Para ele, nesse tipo de jogo, o cérebro passa a definir qual será a estratégia futura (ou seja, a resposta no tabuleiro), levando em conta o ambiente em que a pessoa está e suas vivências. E nós mesmo executamos essa estratégia.
Gisele Calia, neuropsicóloga da Divisão de Neurocirurgia do IPq (Instituto de Psiquiatria do Hospital das Clínicas), acrescenta que a capacidade do cérebro de criar outras realidades também pode contribuir para a ilusão de que são espíritos que falam.
Quem acredita no poder do copo, compasso ou da tábua de Ouija de relevar o que os mortos têm a dizer tem como argumento que espíritos podem influenciar os tais movimentos involuntários feitos pelo participante que for sensível a isso.
Onde surgiu a tábua Ouija?
As primeiras versões da tábua de Ouija como se conhece hoje — que nada mais é do que a "prima rica" da brincadeira do copo e do compasso — apareceram na Europa há 1600 anos, apesar de uma variante dela ter sido encontrada em documentos históricos da China em 1.100 d.C.
Ninguém sabe ao certo o que significa o nome Ouija e como ele surgiu. Há quem diga que ele foi indicado pela própria tábua.
Pelo Ocidente, ela ficou famosa entre os anos de 1890 e 1920. A patente do novo jogo foi dada a Elijah J. Bond, em 1891, mas foi o empresário William Fuld que fabricou milhares de peças nos Estados Unidos, apostou no marketing e popularizou o tabuleiro.
A tábua Ouija passou a ser conhecida por sua capacidade de "responder a qualquer pergunta". Resultado? A empresa lucrou mais de um milhão de dólares com o produto.
Há também várias histórias envolvendo supostas possessões demoníacas ou de espíritos maus ocorridas durante o uso do tabuleiro, um prato cheio para a cultura pop, que já produziu livros e filmes de terror baseados na brincadeira.
O que dizem os estudos científicos?
A ação do efeito ideomotor é tão intrigante que há vários estudos que usam esse fenômeno para explicar outras questões da natureza humana. No início da década passada, por exemplo, pesquisadores da University British Columbia, no Canadá, usaram o princípio de funcionamento da tábua Ouija para testar a inteligência humana.

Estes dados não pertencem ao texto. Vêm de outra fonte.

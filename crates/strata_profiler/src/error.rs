use std::path::PathBuf;
use thiserror::Error;

/// Errors surfaced by the profiler's control API.
///
/// Hot-path operations never return these; overflow on the instrumented
/// path is handled by dropping and counting instead.
#[derive(Debug, Error)]
pub enum ProfilerError {
    #[error("a session is already active")]
    SessionActive,

    #[error("no session is active")]
    NoSession,

    #[error("the global profiler is already initialized")]
    AlreadyInitialized,

    #[error("invalid configuration: {reason}")]
    InvalidConfig { reason: String },

    #[error("cannot open output path {path:?}: {source}")]
    OutputPath {
        path: PathBuf,
        source: std::io::Error,
    },

    #[error(transparent)]
    Trace(#[from] strata_trace::TraceError),
}
//! Trace serialization

use crate::config::OutputFormat;
use crate::record::RecordPool;
use std::path::{Path, PathBuf};
use strata_trace::{Precision, ScopeTrace, TraceFile, TraceError};

/// Writes aggregated session data to the configured output target.
///
/// I/O failures never propagate into the hot path; the context keeps an
/// unsaved-data flag and retries at the next autosave tick.
pub(crate) struct Exporter {
    path: PathBuf,
    format: OutputFormat,
}

impl Exporter {
    pub fn new(path: PathBuf, format: OutputFormat) -> Self {
        Self { path, format }
    }

    pub fn path(&self) -> &Path {
        &self.path
    }

    pub fn export(&self, trace: &TraceFile) -> Result<(), TraceError> {
        let pretty = self.format == OutputFormat::JsonPretty;
        trace.write_to_path(&self.path, pretty)
    }
}

/// Convert every live record into its trace representation, with durations
/// in the session's precision unit.
pub(crate) fn scope_traces(pool: &RecordPool, precision: Precision) -> Vec<ScopeTrace> {
    pool.iter()
        .map(|record| ScopeTrace {
            name: record.name().label().to_string(),
            count: record.count(),
            total_ticks: precision.ticks_from_nanos(record.sum_nanos()),
            min_ticks: precision.ticks_from_nanos(record.min_nanos()),
            max_ticks: precision.ticks_from_nanos(record.max_nanos()),
            samples: record
                .samples()
                .into_iter()
                .map(|nanos| precision.ticks_from_nanos(nanos))
                .collect(),
        })
        .collect()
}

No experimento, alguns indivíduos utilizam a tábua de Ouija para responder algumas perguntas, que nada têm a ver com o mundo dos mortos.
Segundo Docky Duncan, um dos pesquisadores do projeto, a maioria das pessoas consegue responder corretamente duas de cada três perguntas feitas quando estão no tabuleiro.
"Se perguntarmos aleatoriamente qual é a capital do Camboja, eles podem dizer que não têm nenhuma ideia. Mas quando fazemos a mesma pergunta e os jogadores utilizam a tábua para a resposta, eles podem acessar esse conhecimento de maneira inconsciente e encontrar a resposta que está escondida em algum lugar do seu cérebro", diz.